Though the pro-choice movement is making gains, the legislature lags well behind. Purvis is sharply critical of the Assembly’s drastic failure to represent public opinion, honing in on the demographic of the Northern Irish political class – “it doesn’t reflect women, young people, ethnic minorities or disabilities.” Currently, only two of Northern Ireland’s 108 Members of the Legislative Assembly are vocally pro-choice, despite a recent survey indicating that 70% of citizens support legislative reform on the issue. Politics in Northern Ireland is so accustomed to speaking in the nationalist-unionist binary that other issues are set aside, and misogyny and racism can so easily flourish in a state that conceptualises them as fringe problems. Chinese-born Anna Lo, the most vocally pro-choice politician in Northern Ireland and its only minority-ethnic parliamentarian, plans to leave politics, having been worn down by racist abuse.

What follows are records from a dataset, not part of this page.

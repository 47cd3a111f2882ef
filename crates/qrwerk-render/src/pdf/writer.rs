// SPDX-License-Identifier: PMPL-1.0-or-later
// Copyright (c) 2026 Jonathan D.A. Jewell (hyperpolymath) <jonathan.jewell@open.ac.uk>
//
// PDF writer — lay a QR raster out on a single page using `printpdf` 0.8.
//
// printpdf 0.8 uses a data-oriented API: documents are built by constructing
// `PdfPage` structs containing `Vec<Op>` operation lists, then serialised via
// `PdfDocument::save()`.

use printpdf::{
    BuiltinFont, Mm, Op, PdfDocument, PdfPage, PdfSaveOptions, PdfWarnMsg, Point, Pt, RawImage,
    RawImageData, RawImageFormat, TextItem, XObjectTransform,
};
use qrwerk_core::PaperSize;
use qrwerk_core::error::{QrError, Result};
use tracing::{debug, info, instrument};

/// Fraction of the page width taken by the QR image.
pub const IMAGE_WIDTH_RATIO: f32 = 0.8;
/// Distance from the top edge of the page to the top of the image.
const TOP_MARGIN_MM: f32 = 20.0;
/// Gap between the bottom of the image and the caption baseline.
const CAPTION_GAP_MM: f32 = 10.0;
const CAPTION_FONT_PT: f32 = 16.0;
/// Nominal resolution the raster is embedded at; scaling is applied on top.
const EMBED_DPI: f32 = 300.0;

/// Creates a one-page PDF holding a QR image and a caption.
pub struct PdfWriter {
    paper_size: PaperSize,
    /// Title metadata embedded in the PDF /Info dictionary.
    title: Option<String>,
    caption: String,
}

impl PdfWriter {
    pub fn new(paper_size: PaperSize) -> Self {
        Self {
            paper_size,
            title: None,
            caption: "QR Code".into(),
        }
    }

    /// Set a title for the PDF metadata.
    pub fn set_title(&mut self, title: impl Into<String>) {
        self.title = Some(title.into());
    }

    /// Set the text printed under the image.
    pub fn set_caption(&mut self, caption: impl Into<String>) {
        self.caption = caption.into();
    }

    /// Paper dimensions in printpdf's Mm units.
    fn page_dimensions(&self) -> (Mm, Mm) {
        let (w_mm, h_mm) = self.paper_size.dimensions_mm();
        (Mm(w_mm as f32), Mm(h_mm as f32))
    }

    /// Place the PNG `image_bytes` horizontally centred at 80% of the page
    /// width, 20 mm below the top edge, with the caption centred 10 mm
    /// under it.
    #[instrument(skip(self, image_bytes), fields(bytes_len = image_bytes.len()))]
    pub fn create_from_qr(&self, image_bytes: &[u8]) -> Result<Vec<u8>> {
        let (page_w, page_h) = self.page_dimensions();
        let title = self.title.as_deref().unwrap_or("QR Code");

        info!(paper = ?self.paper_size, title, "Creating QR PDF");

        let dynamic_image = ::image::load_from_memory(image_bytes).map_err(|err| {
            QrError::ImageDecode(format!("failed to decode image for PDF: {err}"))
        })?;

        let img_width = dynamic_image.width() as usize;
        let img_height = dynamic_image.height() as usize;

        // printpdf wants raw RGB8.
        let rgb_image = dynamic_image.to_rgb8();
        let raw = RawImage {
            pixels: RawImageData::U8(rgb_image.into_raw()),
            width: img_width,
            height: img_height,
            data_format: RawImageFormat::RGB8,
            tag: Vec::new(),
        };

        let mut doc = PdfDocument::new(title);
        let xobject_id = doc.add_image(&raw);

        let page_w_pt = page_w.into_pt().0;
        let page_h_pt = page_h.into_pt().0;

        let rendered_w_pt = page_w_pt * IMAGE_WIDTH_RATIO;
        let native_w_pt = img_width as f32 / EMBED_DPI * 72.0;
        let scale = rendered_w_pt / native_w_pt;
        let rendered_h_pt = img_height as f32 / EMBED_DPI * 72.0 * scale;

        // PDF origin is bottom-left.
        let x_offset = (page_w_pt - rendered_w_pt) / 2.0;
        let y_offset = page_h_pt - Mm(TOP_MARGIN_MM).into_pt().0 - rendered_h_pt;

        let caption_w_pt = estimate_helvetica_width(&self.caption, CAPTION_FONT_PT);
        let caption_x = (page_w_pt - caption_w_pt) / 2.0;
        let caption_y = y_offset - Mm(CAPTION_GAP_MM).into_pt().0;

        let ops = vec![
            Op::UseXobject {
                id: xobject_id,
                transform: XObjectTransform {
                    translate_x: Some(Pt(x_offset)),
                    translate_y: Some(Pt(y_offset)),
                    scale_x: Some(scale),
                    scale_y: Some(scale),
                    dpi: Some(EMBED_DPI),
                    rotate: None,
                },
            },
            Op::StartTextSection,
            Op::SetTextCursor {
                pos: Point {
                    x: Pt(caption_x),
                    y: Pt(caption_y),
                },
            },
            Op::SetFontSizeBuiltinFont {
                size: Pt(CAPTION_FONT_PT),
                font: BuiltinFont::Helvetica,
            },
            Op::WriteTextBuiltinFont {
                items: vec![TextItem::Text(self.caption.clone())],
                font: BuiltinFont::Helvetica,
            },
            Op::EndTextSection,
        ];

        doc.with_pages(vec![PdfPage::new(page_w, page_h, ops)]);

        debug!(rendered_w_pt, rendered_h_pt, scale, x_offset, y_offset, "QR placed on page");

        let mut warnings: Vec<PdfWarnMsg> = Vec::new();
        let output = doc.save(&PdfSaveOptions::default(), &mut warnings);

        Ok(output)
    }
}

/// Rough Helvetica advance width of `text` in points, for centring.
fn estimate_helvetica_width(text: &str, font_size_pt: f32) -> f32 {
    let em: f32 = text
        .chars()
        .map(|c| match c {
            ' ' => 0.278,
            'i' | 'j' | 'l' | '.' | ',' | '\'' => 0.25,
            'm' | 'w' | 'M' | 'W' => 0.85,
            c if c.is_ascii_uppercase() => 0.7,
            c if c.is_ascii_digit() => 0.556,
            _ => 0.55,
        })
        .sum();
    em * font_size_pt
}

#[cfg(test)]
mod tests {
    use super::*;
    use crate::image::encode_png;
    use image::{Rgba, RgbaImage};

    fn sample_png() -> Vec<u8> {
        encode_png(&RgbaImage::from_pixel(600, 600, Rgba([0, 0, 0, 255]))).unwrap()
    }

    #[test]
    fn produces_single_page_pdf() {
        let bytes = PdfWriter::new(PaperSize::A4).create_from_qr(&sample_png()).unwrap();
        assert!(bytes.starts_with(b"%PDF"));

        let doc = lopdf::Document::load_mem(&bytes).unwrap();
        assert_eq!(doc.get_pages().len(), 1);
    }

    #[test]
    fn page_draws_image_and_caption() {
        let mut writer = PdfWriter::new(PaperSize::A4);
        writer.set_caption("Scan me");
        let bytes = writer.create_from_qr(&sample_png()).unwrap();

        let doc = lopdf::Document::load_mem(&bytes).unwrap();
        let (_, page_id) = doc.get_pages().into_iter().next().unwrap();
        let content = doc.get_page_content(page_id).unwrap();
        let ops = lopdf::content::Content::decode(&content).unwrap().operations;

        assert!(ops.iter().any(|op| op.operator == "Do"), "image XObject drawn");
        assert!(
            ops.iter().any(|op| op.operator == "Tj" || op.operator == "TJ"),
            "caption text shown"
        );
    }

    fn number(obj: &lopdf::Object) -> f32 {
        match obj {
            lopdf::Object::Integer(i) => *i as f32,
            lopdf::Object::Real(r) => *r as f32,
            other => panic!("not a number: {other:?}"),
        }
    }

    fn operands(ops: &[lopdf::content::Operation], operator: &str) -> Vec<f32> {
        ops.iter()
            .rev()
            .find(|op| op.operator == operator)
            .unwrap_or_else(|| panic!("no {operator} operator"))
            .operands
            .iter()
            .map(number)
            .collect()
    }

    #[test]
    fn a4_layout_matches_fixed_geometry() {
        let png = encode_png(&RgbaImage::from_pixel(1200, 1200, Rgba([0, 0, 0, 255]))).unwrap();
        let bytes = PdfWriter::new(PaperSize::A4).create_from_qr(&png).unwrap();

        let doc = lopdf::Document::load_mem(&bytes).unwrap();
        let (_, page_id) = doc.get_pages().into_iter().next().unwrap();
        let content = doc.get_page_content(page_id).unwrap();
        let ops = lopdf::content::Content::decode(&content).unwrap().operations;

        let page_w = Mm(210.0).into_pt().0;
        let page_h = Mm(297.0).into_pt().0;
        let mm = |v: f32| Mm(v).into_pt().0;
        let close = |a: f32, b: f32| (a - b).abs() < 0.5;

        // Image placement: [w 0 0 h x y] cm.
        let cm = operands(&ops, "cm");
        let (w, h, x, y) = (cm[0], cm[3], cm[4], cm[5]);
        assert!(close(w, page_w * IMAGE_WIDTH_RATIO), "width {w}");
        assert!(close(h, w), "square image keeps its aspect ratio");
        assert!(close(x, (page_w - w) / 2.0), "x {x}");
        assert!(close(page_h - (y + h), mm(TOP_MARGIN_MM)), "top gap {}", page_h - (y + h));

        // Caption baseline 10 mm under the image.
        let td = operands(&ops, "Td");
        assert!(close(td[1], y - mm(CAPTION_GAP_MM)), "caption y {}", td[1]);
        assert!(td[0] > x && td[0] < page_w / 2.0, "caption is centred");
    }

    #[test]
    fn undecodable_image_is_rejected() {
        let result = PdfWriter::new(PaperSize::A4).create_from_qr(b"not a png");
        assert!(matches!(result, Err(QrError::ImageDecode(_))));
    }

    #[test]
    fn width_estimate_grows_with_text() {
        let short = estimate_helvetica_width("QR", 16.0);
        let long = estimate_helvetica_width("QR Code", 16.0);
        assert!(long > short);
        assert!((long - 64.5).abs() < 5.0);
    }
}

Thanks to the advocacy from those in Ireland and further afield, the situation has improved. The efforts of Abortion Support Network have laid the groundwork for a level of accessibility previously unthinkable. Marie Stopes has dragged the national debate out of the anti-abortion absolutism that it previously took as a premise. Amnesty International has honed in on this flagrant abuse of human rights and is campaigning for a change in the law. All this work is beginning to yield results. Sinn Féin, a considerable political force all over Ireland, have begun to support termination in cases of fatal foetal abnormality. Yet there remain strong reservations about abortion policies that seek to set up a dichotomy between the good and bad abortion, ignoring the wider narrative of choice. Mara Clarke asks instead – “It’s a huge job being a parent. Why isn’t that the moral choice?” It will be a huge task still to shift the terms of debate to a fundamental question of full reproductive choice.

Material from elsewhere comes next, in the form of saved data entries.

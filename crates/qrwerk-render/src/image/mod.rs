// SPDX-License-Identifier: PMPL-1.0-or-later
// Copyright (c) 2026 Jonathan D.A. Jewell (hyperpolymath) <jonathan.jewell@open.ac.uk>
//
// Image module — SVG logo decoding and logo compositing onto QR rasters.

pub mod compositor;
pub mod logo;

pub use compositor::{LOGO_PADDING, LOGO_SCALE, LogoBox, LogoCompositor, encode_png};
pub use logo::rasterize_svg;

The crucial step is to remove the duty of care from dedicated volunteers and advocates, and make it the responsibility of a state that for too long has ignored the voices of its most vulnerable. Purvis describes herself as “not only a healthcare professional, but also as someone who’s able to provide that voice for women.” In the face of abuse and adversity, her work of and the work of many others have forced this state into taking the first steps in confronting its own brutality. But Bailey tells me bluntly, “I’m not optimistic at all. It is a fight far from won, and the greatest shame is that, all the while, people will suffer.”